Exercise prompt: Each record has to be repeated exactly as given.

The records:

pub mod assessment;
pub mod course;
pub mod question;
pub mod result;
pub mod user;

pub use assessment::Assessment;
pub use course::Course;
pub use question::Question;
pub use result::{AssessmentResult, InstructorResultRow};
pub use user::{AuthUser, Role};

Output below:
pub mod assessment;
pub mod course;
pub mod question;
pub mod result;
pub mod user;

pub use assessment::Assessment;
pub use course::Course;
pub use question::Question;
pub use result::{AssessmentResult, InstructorResultRow};
pub use user::{AuthUser, Role};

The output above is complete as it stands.